Exercise details
The answer must consist of every line from the data that holds the string "width".
- Opening Delimiter -
fn map_port(
    ctx: &mut MappingContext<'_>,
    definition: Iid,
    block: &Element,
    port: &Element,
) -> Result<(), MappingError> {
    let port_definition = ensure_port_definition(ctx)?;
    let owner = ctx
        .element_definition(definition)
        .ok_or(MappingError::MissingHubThing(definition))?;

    let name = if is_blank(port.name.as_deref()) {
        owner
            .contained_elements
            .iter()
            .find(|u| u.tool_marker() == Some(port.id.as_str()))
            .map(|u| u.name.clone())
            .unwrap_or_else(|| fallback_port_name(owner, block.name_or_empty(), port_definition))
    } else {
        port.name_or_empty().to_string()
    };

    let usage = upsert_usage(ctx, definition, port, &name, port_definition, interface_end(port))
        .ok_or(MappingError::MissingHubThing(definition))?;
    ctx.port_usages.insert(port.id.clone(), (definition, usage));
    ctx.usages_by_tool.insert(port.id.clone(), usage);
    Ok(())
}

/// The shared definition typing every port usage.
fn ensure_port_definition(ctx: &mut MappingContext<'_>) -> Result<Iid, MappingError> {
    if let Some(iid) = ctx.port_definition {
        return Ok(iid);
    }
    let name = ctx.config.port_definition_name.clone();
    let short = short_name(&name);
    let iid = match ctx.find_definition_named(&name, &short) {
        Some(iid) => iid,
        None => {
            let domain = ctx.domain()?;
            debug!(name = %name, "creating port definition");
            ctx.add_definition(ElementDefinition::new(name, short, domain))
        }
    };
    ctx.port_definition = Some(iid);
    Ok(iid)
}

// ============================================================================
// PHASE 2
// ============================================================================

/// Usage mapped from a tool element in this pass, or carrying its marker.
fn usage_for_tool_element(ctx: &MappingContext<'_>, tool_id: &ElementId) -> Option<Iid> {
    if let Some(usage) = ctx.usages_by_tool.get(tool_id) {
        return Some(*usage);
    }
    let marked = |d: &ElementDefinition| {
        d.contained_elements
            .iter()
            .find(|u| u.tool_marker() == Some(tool_id.as_str()))
            .map(|u| u.iid)
    };
    ctx.element_definitions.values().find_map(marked).or_else(|| {
        ctx.iteration()
            .ok()?
            .element_definitions
            .values()
            .find_map(marked)
    })
}

/// Usage standing for a block that realizes an interface: its port providing
/// the interface, else any usage of its definition.
fn realizing_usage(ctx: &MappingContext<'_>, realizer: &ElementId, interface: &ElementId) -> Option<Iid> {
    let providing_port = ctx
        .project()
        .owned_of_kind(realizer, ElementKind::Port)
        .find(|p| p.provided_interfaces.contains(interface))
        .map(|p| p.id.clone());
    if let Some(usage) = providing_port.and_then(|p| ctx.port_usages.get(&p).map(|(_, u)| *u)) {
        return Some(usage);
    }

    let definition = ctx.block_rows.get(realizer).copied()?;
    let typed_by = |d: &ElementDefinition| {
        d.contained_elements
            .iter()
            .find(|u| u.element_definition == definition)
            .map(|u| u.iid)
    };
    ctx.element_definitions.values().find_map(typed_by).or_else(|| {
        ctx.iteration()
            .ok()?
            .element_definitions
            .values()
            .find_map(typed_by)
    })
}

/// Relate each port requiring an interface to whatever realizes it.
fn resolve_port_realizations(ctx: &mut MappingContext<'_>) -> Result<(), MappingError> {
    let domain = ctx.domain()?;
    let ports: Vec<(ElementId, Iid)> = ctx
        .port_usages
        .iter()
        .map(|(port, (_, usage))| (port.clone(), *usage))
        .collect();

    for (port_id, usage) in ports {
        let Some(port) = ctx.project().get(&port_id).cloned() else {
            continue;
        };
        for interface in &port.required_interfaces {
            let interface_name = ctx
                .project()
                .get(interface)
                .map(|i| i.name_or_empty().to_string())
                .unwrap_or_default();
            let realizers: Vec<ElementId> = ctx
                .project()
                .find_by_kind(ElementKind::InterfaceRealization)
                .filter(|r| r.target() == Some(interface))
                .filter_map(|r| r.source().or(r.owner.as_ref()).cloned())
                .collect();

            for realizer in realizers {
                if port.owner.as_ref() == Some(&realizer) {
                    trace!(interface = %interface_name, "self realization skipped");
                    continue;
                }
                let Some(target) = realizing_usage(ctx, &realizer, interface) else {
                    debug!(interface = %interface_name, "realizing block has no mapped usage");
                    continue;
                };
                ctx.add_relationship(BinaryRelationship::new(
                    interface_name.clone(),
                    usage,
                    target,
                    domain,
                ));
            }
        }
    }
    Ok(())
}

/// Relate the two usages a connector property's connector joins.
fn resolve_connector_properties(ctx: &mut MappingContext<'_>) -> Result<(), MappingError> {
    let domain = ctx.domain()?;
    let deferred = std::mem::take(&mut ctx.deferred_connector_properties);

    for property_id in deferred {
        let Some(property) = ctx.project().get(&property_id).cloned() else {
            continue;
        };
        let connector = property
            .default_value
            .as_ref()
            .and_then(ValueSpecification::referenced_element)
            .and_then(|c| ctx.project().get(c))
            .cloned();
        let Some(connector) = connector else {
            warn!(property = property.name_or_empty(), "connector not found; skipped");
            continue;
        };
        let ends: Vec<Iid> = connector
            .connector_ends
            .iter()
            .filter_map(|end| usage_for_tool_element(ctx, &end.role))
            .collect();
        let [source, target] = ends.as_slice() else {
            warn!(
                property = property.name_or_empty(),
                resolved = ends.len(),
                "connector ends not resolved to two usages; skipped"
            );
            continue;
        };
        ctx.add_relationship(BinaryRelationship::new(
            property.name_or_empty(),
            *source,
            *target,
            domain,
        ));
    }
    Ok(())
}

/// One relationship per binding connector whose both ends were seen.
fn flush_bindings(ctx: &mut MappingContext<'_>) -> Result<(), MappingError> {
    let domain = ctx.domain()?;
    let bindings: Vec<PendingBinding> = ctx.bindings.drain(..).map(|(_, b)| b).collect();
    for binding in bindings {
        match binding.target {
            Some(target) => {
                let name = if binding.name.is_empty() {
                    "binding".to_string()
                } else {
                    binding.name
                };
                ctx.add_relationship(BinaryRelationship::new(name, binding.source, target, domain));
            }
            None => trace!(binding = %binding.name, "binding connector with a single mapped end"),
        }
    }
    Ok(())
}
//! Directed tool relationships to and from hub binary relationships.
//!
//! Both rules work over rows mapped by earlier passes and relate only
//! elements that both have a row. A relationship is the same relationship
//! when it has the same source, target and categories; the tool side
//! compares source, target and [`DirectedRelationshipKind`].

use tracing::{debug, trace};

use crate::hub::{BinaryRelationship, ClassKind, Iid};
use crate::tool::{Element, ElementId, ElementKind, Stereotype};

use super::category::{category_names, resolve_or_create_category};
use super::context::MappingContext;
use super::engine::MappingRule;
use super::error::MappingError;
use super::rows::{MappedElementRow, PendingDirected};

/// The directed relationship kinds, in matching order.
#[derive(Clone, Copy, Debug, PartialEq, Eq, Hash)]
#[cfg_attr(feature = "serde", derive(serde::Serialize, serde::Deserialize))]
pub enum DirectedRelationshipKind {
    Satisfy,
    Verify,
    Refine,
    DeriveReqt,
    Copy,
    Allocate,
    Trace,
    Abstraction,
    Dependency,
}

impl DirectedRelationshipKind {
    /// Every kind. A hub relationship carrying several matching categories
    /// takes the first kind listed here.
    pub const ALL: [Self; 9] = [
        Self::Satisfy,
        Self::Verify,
        Self::Refine,
        Self::DeriveReqt,
        Self::Copy,
        Self::Allocate,
        Self::Trace,
        Self::Abstraction,
        Self::Dependency,
    ];

    /// Name of the hub category standing for this kind.
    pub fn category_name(&self) -> &'static str {
        match self {
            Self::Satisfy => "satisfy",
            Self::Verify => "verify",
            Self::Refine => "refine",
            Self::DeriveReqt => "deriveReqt",
            Self::Copy => "copy",
            Self::Allocate => "allocate",
            Self::Trace => "trace",
            Self::Abstraction => "abstraction",
            Self::Dependency => "dependency",
        }
    }

    /// The stereotype applied to the tool relationship, if any.
    pub fn stereotype(&self) -> Option<Stereotype> {
        match self {
            Self::Satisfy => Some(Stereotype::Satisfy),
            Self::Verify => Some(Stereotype::Verify),
            Self::Refine => Some(Stereotype::Refine),
            Self::DeriveReqt => Some(Stereotype::DeriveReqt),
            Self::Copy => Some(Stereotype::Copy),
            Self::Allocate => Some(Stereotype::Allocate),
            Self::Trace => Some(Stereotype::Trace),
            Self::Abstraction | Self::Dependency => None,
        }
    }

    /// The metatype of the tool relationship.
    pub fn element_kind(&self) -> ElementKind {
        match self {
            Self::Dependency => ElementKind::Dependency,
            _ => ElementKind::Abstraction,
        }
    }

    /// The kind of a tool relationship: its first stereotype in matching
    /// order, else its metatype.
    pub fn of_element(element: &Element) -> Option<Self> {
        match element.kind {
            ElementKind::Dependency | ElementKind::Abstraction => {}
            _ => return None,
        }
        let stereotyped = Self::ALL.into_iter().find(|kind| {
            kind.stereotype()
                .is_some_and(|s| element.has_stereotype_named(s.name()))
        });
        Some(stereotyped.unwrap_or(match element.kind {
            ElementKind::Dependency => Self::Dependency,
            _ => Self::Abstraction,
        }))
    }

    /// The kind for a set of category names, `Trace` when none matches.
    pub fn from_category_names(names: &[String]) -> Self {
        Self::ALL
            .into_iter()
            .find(|kind| {
                names
                    .iter()
                    .any(|n| n.eq_ignore_ascii_case(kind.category_name()))
            })
            .unwrap_or(Self::Trace)
    }
}

impl std::fmt::Display for DirectedRelationshipKind {
    fn fmt(&self, f: &mut std::fmt::Formatter<'_>) -> std::fmt::Result {
        f.write_str(self.category_name())
    }
}

fn row_for_element(rows: &[MappedElementRow], element: &ElementId) -> Option<Iid> {
    rows.iter().find(|r| &r.dst == element).map(|r| r.hub_iid())
}

fn row_for_iid(rows: &[MappedElementRow], iid: Iid) -> Option<&ElementId> {
    rows.iter().find(|r| r.hub_iid() == iid).map(|r| &r.dst)
}

// ============================================================================
// TOOL → HUB
// ============================================================================

/// Maps dependencies and abstractions between mapped rows to hub binary
/// relationships, classified by kind.
#[derive(Clone, Copy, Debug, Default)]
pub struct DirectedToBinaryRelationshipRule;

impl MappingRule for DirectedToBinaryRelationshipRule {
    type Input = Vec<MappedElementRow>;

    fn transform(
        &self,
        ctx: &mut MappingContext<'_>,
        input: Self::Input,
    ) -> Result<Vec<MappedElementRow>, MappingError> {
        let domain = ctx.ensure_ready()?;

        for row in &input {
            let source = row.hub_iid();
            let relationships: Vec<(String, ElementId, DirectedRelationshipKind)> = ctx
                .project()
                .relationships_from(&row.dst)
                .filter_map(|r| {
                    let kind = DirectedRelationshipKind::of_element(r)?;
                    Some((r.name_or_empty().to_string(), r.target()?.clone(), kind))
                })
                .collect();

            for (name, target, kind) in relationships {
                let Some(target) = row_for_element(&input, &target) else {
                    trace!(row = %row.dst, "relationship target has no row; skipped");
                    continue;
                };
                let categories: Vec<Iid> = resolve_or_create_category(
                    ctx,
                    kind.category_name(),
                    &[ClassKind::BinaryRelationship],
                )
                .map(|c| vec![c.iid])
                .unwrap_or_default();

                let name = if name.is_empty() {
                    kind.category_name().to_string()
                } else {
                    name
                };
                let mut relationship = BinaryRelationship::new(name, source, target, domain);
                relationship.categories = categories;
                if ctx.add_relationship(relationship) {
                    debug!(kind = %kind, "binary relationship created");
                }
            }
        }
        Ok(Vec::new())
    }
}

// ============================================================================
// HUB → TOOL
// ============================================================================

/// Maps hub binary relationships between mapped rows to directed tool
/// relationships.
#[derive(Clone, Copy, Debug, Default)]
pub struct BinaryToDirectedRelationshipRule;

impl MappingRule for BinaryToDirectedRelationshipRule {
    type Input = Vec<MappedElementRow>;

    fn transform(
        &self,
        ctx: &mut MappingContext<'_>,
        input: Self::Input,
    ) -> Result<Vec<MappedElementRow>, MappingError> {
        ctx.ensure_ready()?;

        for row in &input {
            let relationships: Vec<BinaryRelationship> = ctx
                .iteration()?
                .relationships_from(row.hub_iid())
                .cloned()
                .collect();

            for relationship in relationships {
                let Some(target) = row_for_iid(&input, relationship.target).cloned() else {
                    continue;
                };
                let names = category_names(ctx, &relationship.categories);
                let kind = DirectedRelationshipKind::from_category_names(&names);
                create_directed(ctx, &row.dst, &target, kind, &relationship.name);
            }
        }
        Ok(Vec::new())
    }
}

/// Whether the tool already relates source to target with this kind.
fn directed_exists(
    ctx: &MappingContext<'_>,
    source: &ElementId,
    target: &ElementId,
    kind: DirectedRelationshipKind,
) -> bool {
    ctx.project()
        .relationships_from(source)
        .any(|r| r.target() == Some(target) && DirectedRelationshipKind::of_element(r) == Some(kind))
        || ctx.pending().has_directed(source, target, kind)
        || ctx.new_pending.has_directed(source, target, kind)
}

fn create_directed(
    ctx: &mut MappingContext<'_>,
    source: &ElementId,
    target: &ElementId,
    kind: DirectedRelationshipKind,
    name: &str,
) {
    if directed_exists(ctx, source, target, kind) {
        trace!(source = %source, target = %target, kind = %kind, "directed relationship already present");
        return;
    }
    let owner = ctx
        .project()
        .get(source)
        .and_then(|e| e.owner.clone())
        .or_else(|| ctx.project().root_container().map(|r| r.id.clone()));

    let mut element = Element::new_relationship(ElementId::generate(), kind.element_kind(), source, target);
    if !name.is_empty() {
        element = element.with_name(name);
    }
    if let Some(stereotype) = kind.stereotype() {
        element = element.with_stereotype(stereotype.name());
    }
    let id = ctx.tx.add_element(ctx.project, element, owner.as_ref());
    debug!(source = %source, target = %target, kind = %kind, "directed relationship created");

    ctx.dst_relationships.push(id);
    ctx.new_pending.directed.push(PendingDirected {
        source: source.clone(),
        target: target.clone(),
        kind,
    });
}
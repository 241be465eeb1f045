//! Error types for the volume writers and readers.

use std::io;
use std::path::PathBuf;

use quick_error::quick_error;
use tiff::TiffError;

use crate::tiff::Photometric;

quick_error! {
    /// The error type for saving and loading volumes.
    #[derive(Debug)]
    pub enum VolumeError {
        /// The destination is neither an existing directory nor a path with
        /// a recognized extension.
        UnsupportedDestination(path: PathBuf) {
            display("could not guess data type for path {}", path.display())
        }
        /// A file's contents did not match what the reader expected.
        InvalidFormat(reason: String) {
            display("invalid image file: {}", reason)
        }
        /// The photometric interpretation cannot represent the sample type.
        Photometric(photometric: Photometric, samples: &'static str) {
            display("{:?} photometric is not supported for {} samples", photometric, samples)
        }
        /// Error reported by the TIFF codec.
        Tiff(err: TiffError) {
            from()
            display("{}", err)
        }
        /// I/O error.
        Io(err: io::Error) {
            from()
            display("{}", err)
        }
    }
}

/// Alias for a `Result` with the error type [`VolumeError`].
pub type Result<T> = ::std::result::Result<T, VolumeError>;
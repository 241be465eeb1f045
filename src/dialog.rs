//! Blocking message pop-ups for confirmation and notification.
//!
//! Available with the `dialogs` cargo feature. Both helpers open a modal
//! dialog and block the calling thread until the user responds; there is no
//! timeout.

use rfd::{MessageButtons, MessageDialog, MessageDialogResult, MessageLevel};

/// Show a warning that can be accepted or dismissed.
///
/// Returns `true` iff the user accepted.
pub fn confirm(title: &str, message: &str) -> bool {
    let result = MessageDialog::new()
        .set_level(MessageLevel::Warning)
        .set_title(title)
        .set_description(message)
        .set_buttons(MessageButtons::OkCancel)
        .show();
    matches!(result, MessageDialogResult::Ok)
}

/// Show information that can only be acknowledged.
pub fn notify(title: &str, message: &str) {
    let _ = MessageDialog::new()
        .set_level(MessageLevel::Info)
        .set_title(title)
        .set_description(message)
        .set_buttons(MessageButtons::Ok)
        .show();
}
//! Sample element traits, binding the supported numeric types to the
//! on-disk formats.
//!
//! [`DataElement`] covers everything the NIfTI and NRRD writers can
//! serialize. [`TiffElement`] is the subset the TIFF encoder accepts, with
//! the per-type mapping to a color type.

use std::io::{self, Read, Seek, Write};

use byteorder::{LittleEndian, ReadBytesExt, WriteBytesExt};
use num_traits::AsPrimitive;
use tiff::decoder::DecodingResult;
use tiff::encoder::{colortype, TiffEncoder};

use crate::error::{Result, VolumeError};
use crate::tiff::Photometric;

/// Interface for types that can be used as volume samples.
///
/// The trait carries the format codes for the sample type and knows how to
/// serialize a slice of samples in little-endian order, which is the byte
/// order this crate emits and re-reads.
pub trait DataElement: Copy + PartialEq + 'static
where
    u8: AsPrimitive<Self>,
    i8: AsPrimitive<Self>,
    u16: AsPrimitive<Self>,
    i16: AsPrimitive<Self>,
    u32: AsPrimitive<Self>,
    i32: AsPrimitive<Self>,
    u64: AsPrimitive<Self>,
    i64: AsPrimitive<Self>,
    f32: AsPrimitive<Self>,
    f64: AsPrimitive<Self>,
{
    /// NIfTI-1 `datatype` code for this sample type.
    const NIFTI_CODE: i16;

    /// NRRD `type:` field name for this sample type.
    const NRRD_TYPE: &'static str;

    /// Write all samples to `writer` in little-endian order.
    fn write_slice<W: Write>(writer: W, data: &[Self]) -> io::Result<()>;

    /// Read `len` little-endian samples from `reader`.
    fn read_vec<R: Read>(reader: R, len: usize) -> io::Result<Vec<Self>>;

    /// Convert a decoded TIFF buffer into samples of this type, casting
    /// numerically when the stored sample type differs.
    fn from_decoded(decoded: DecodingResult) -> Vec<Self> {
        match decoded {
            DecodingResult::U8(v) => cast_vec(v),
            DecodingResult::U16(v) => cast_vec(v),
            DecodingResult::U32(v) => cast_vec(v),
            DecodingResult::U64(v) => cast_vec(v),
            DecodingResult::I8(v) => cast_vec(v),
            DecodingResult::I16(v) => cast_vec(v),
            DecodingResult::I32(v) => cast_vec(v),
            DecodingResult::I64(v) => cast_vec(v),
            DecodingResult::F32(v) => cast_vec(v),
            DecodingResult::F64(v) => cast_vec(v),
        }
    }

    /// Read `len` samples stored with the given NIfTI-1 datatype code,
    /// casting them into this type.
    fn read_nifti_typed<R: Read>(mut reader: R, code: i16, len: usize) -> Result<Vec<Self>> {
        Ok(match code {
            2 => cast_vec(<u8>::read_vec(&mut reader, len)?),
            4 => cast_vec(<i16>::read_vec(&mut reader, len)?),
            8 => cast_vec(<i32>::read_vec(&mut reader, len)?),
            16 => cast_vec(<f32>::read_vec(&mut reader, len)?),
            64 => cast_vec(<f64>::read_vec(&mut reader, len)?),
            256 => cast_vec(<i8>::read_vec(&mut reader, len)?),
            512 => cast_vec(<u16>::read_vec(&mut reader, len)?),
            768 => cast_vec(<u32>::read_vec(&mut reader, len)?),
            other => {
                return Err(VolumeError::InvalidFormat(format!(
                    "unsupported datatype code {}",
                    other
                )))
            }
        })
    }

    /// Read `len` samples stored with the given NRRD type name, casting
    /// them into this type.
    fn read_nrrd_typed<R: Read>(mut reader: R, type_name: &str, len: usize) -> Result<Vec<Self>> {
        Ok(match type_name {
            "uint8" => cast_vec(<u8>::read_vec(&mut reader, len)?),
            "int8" => cast_vec(<i8>::read_vec(&mut reader, len)?),
            "uint16" => cast_vec(<u16>::read_vec(&mut reader, len)?),
            "int16" => cast_vec(<i16>::read_vec(&mut reader, len)?),
            "uint32" => cast_vec(<u32>::read_vec(&mut reader, len)?),
            "int32" => cast_vec(<i32>::read_vec(&mut reader, len)?),
            "float" => cast_vec(<f32>::read_vec(&mut reader, len)?),
            "double" => cast_vec(<f64>::read_vec(&mut reader, len)?),
            other => {
                return Err(VolumeError::InvalidFormat(format!(
                    "unsupported sample type {:?}",
                    other
                )))
            }
        })
    }
}

/// Cast every value in the vector with `as`-style numeric conversion.
fn cast_vec<S, T>(values: Vec<S>) -> Vec<T>
where
    S: AsPrimitive<T>,
    T: Copy + 'static,
{
    values.iter().map(|v| v.as_()).collect()
}

impl DataElement for u8 {
    const NIFTI_CODE: i16 = 2;
    const NRRD_TYPE: &'static str = "uint8";

    fn write_slice<W: Write>(mut writer: W, data: &[Self]) -> io::Result<()> {
        writer.write_all(data)
    }

    fn read_vec<R: Read>(mut reader: R, len: usize) -> io::Result<Vec<Self>> {
        let mut out = vec![0; len];
        reader.read_exact(&mut out)?;
        Ok(out)
    }
}

impl DataElement for i8 {
    const NIFTI_CODE: i16 = 256;
    const NRRD_TYPE: &'static str = "int8";

    fn write_slice<W: Write>(mut writer: W, data: &[Self]) -> io::Result<()> {
        for v in data {
            writer.write_i8(*v)?;
        }
        Ok(())
    }

    fn read_vec<R: Read>(mut reader: R, len: usize) -> io::Result<Vec<Self>> {
        let mut out = Vec::with_capacity(len);
        for _ in 0..len {
            out.push(reader.read_i8()?);
        }
        Ok(out)
    }
}

macro_rules! impl_data_element {
    ($t:ty, $code:expr, $nrrd:expr, $write:ident, $read:ident) => {
        impl DataElement for $t {
            const NIFTI_CODE: i16 = $code;
            const NRRD_TYPE: &'static str = $nrrd;

            fn write_slice<W: Write>(mut writer: W, data: &[Self]) -> io::Result<()> {
                for v in data {
                    writer.$write::<LittleEndian>(*v)?;
                }
                Ok(())
            }

            fn read_vec<R: Read>(mut reader: R, len: usize) -> io::Result<Vec<Self>> {
                let mut out = Vec::with_capacity(len);
                for _ in 0..len {
                    out.push(reader.$read::<LittleEndian>()?);
                }
                Ok(out)
            }
        }
    };
}

impl_data_element!(u16, 512, "uint16", write_u16, read_u16);
impl_data_element!(i16, 4, "int16", write_i16, read_i16);
impl_data_element!(u32, 768, "uint32", write_u32, read_u32);
impl_data_element!(i32, 8, "int32", write_i32, read_i32);
impl_data_element!(f32, 16, "float", write_f32, read_f32);
impl_data_element!(f64, 64, "double", write_f64, read_f64);

/// A [`DataElement`] that the TIFF encoder accepts as a plane sample.
///
/// All implementors support grayscale ("minisblack") planes; `u8` and `u16`
/// additionally support interleaved RGB planes.
pub trait TiffElement: DataElement
where
    u8: AsPrimitive<Self>,
    i8: AsPrimitive<Self>,
    u16: AsPrimitive<Self>,
    i16: AsPrimitive<Self>,
    u32: AsPrimitive<Self>,
    i32: AsPrimitive<Self>,
    u64: AsPrimitive<Self>,
    i64: AsPrimitive<Self>,
    f32: AsPrimitive<Self>,
    f64: AsPrimitive<Self>,
{
    /// Encode one plane of samples as the next TIFF image.
    ///
    /// For RGB planes, `data` holds `width * height * 3` interleaved samples.
    fn write_plane<W: Write + Seek>(
        encoder: &mut TiffEncoder<W>,
        width: u32,
        height: u32,
        photometric: Photometric,
        data: &[Self],
    ) -> Result<()>;
}

macro_rules! impl_tiff_gray {
    ($t:ty, $gray:ty) => {
        impl TiffElement for $t {
            fn write_plane<W: Write + Seek>(
                encoder: &mut TiffEncoder<W>,
                width: u32,
                height: u32,
                photometric: Photometric,
                data: &[Self],
            ) -> Result<()> {
                match photometric {
                    Photometric::MiniSBlack => {
                        encoder.write_image::<$gray>(width, height, data)?;
                        Ok(())
                    }
                    Photometric::Rgb => {
                        Err(VolumeError::Photometric(photometric, Self::NRRD_TYPE))
                    }
                }
            }
        }
    };
}

macro_rules! impl_tiff_color {
    ($t:ty, $gray:ty, $rgb:ty) => {
        impl TiffElement for $t {
            fn write_plane<W: Write + Seek>(
                encoder: &mut TiffEncoder<W>,
                width: u32,
                height: u32,
                photometric: Photometric,
                data: &[Self],
            ) -> Result<()> {
                match photometric {
                    Photometric::MiniSBlack => encoder.write_image::<$gray>(width, height, data)?,
                    Photometric::Rgb => encoder.write_image::<$rgb>(width, height, data)?,
                }
                Ok(())
            }
        }
    };
}

impl_tiff_color!(u8, colortype::Gray8, colortype::RGB8);
impl_tiff_color!(u16, colortype::Gray16, colortype::RGB16);
impl_tiff_gray!(u32, colortype::Gray32);
impl_tiff_gray!(f32, colortype::Gray32Float);
impl_tiff_gray!(f64, colortype::Gray64Float);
- Closing Delimiter -
Completed task
    /// For RGB planes, `data` holds `width * height * 3` interleaved samples.
        width: u32,
                width: u32,
                        encoder.write_image::<$gray>(width, height, data)?;
                width: u32,
                    Photometric::MiniSBlack => encoder.write_image::<$gray>(width, height, data)?,
                    Photometric::Rgb => encoder.write_image::<$rgb>(width, height, data)?,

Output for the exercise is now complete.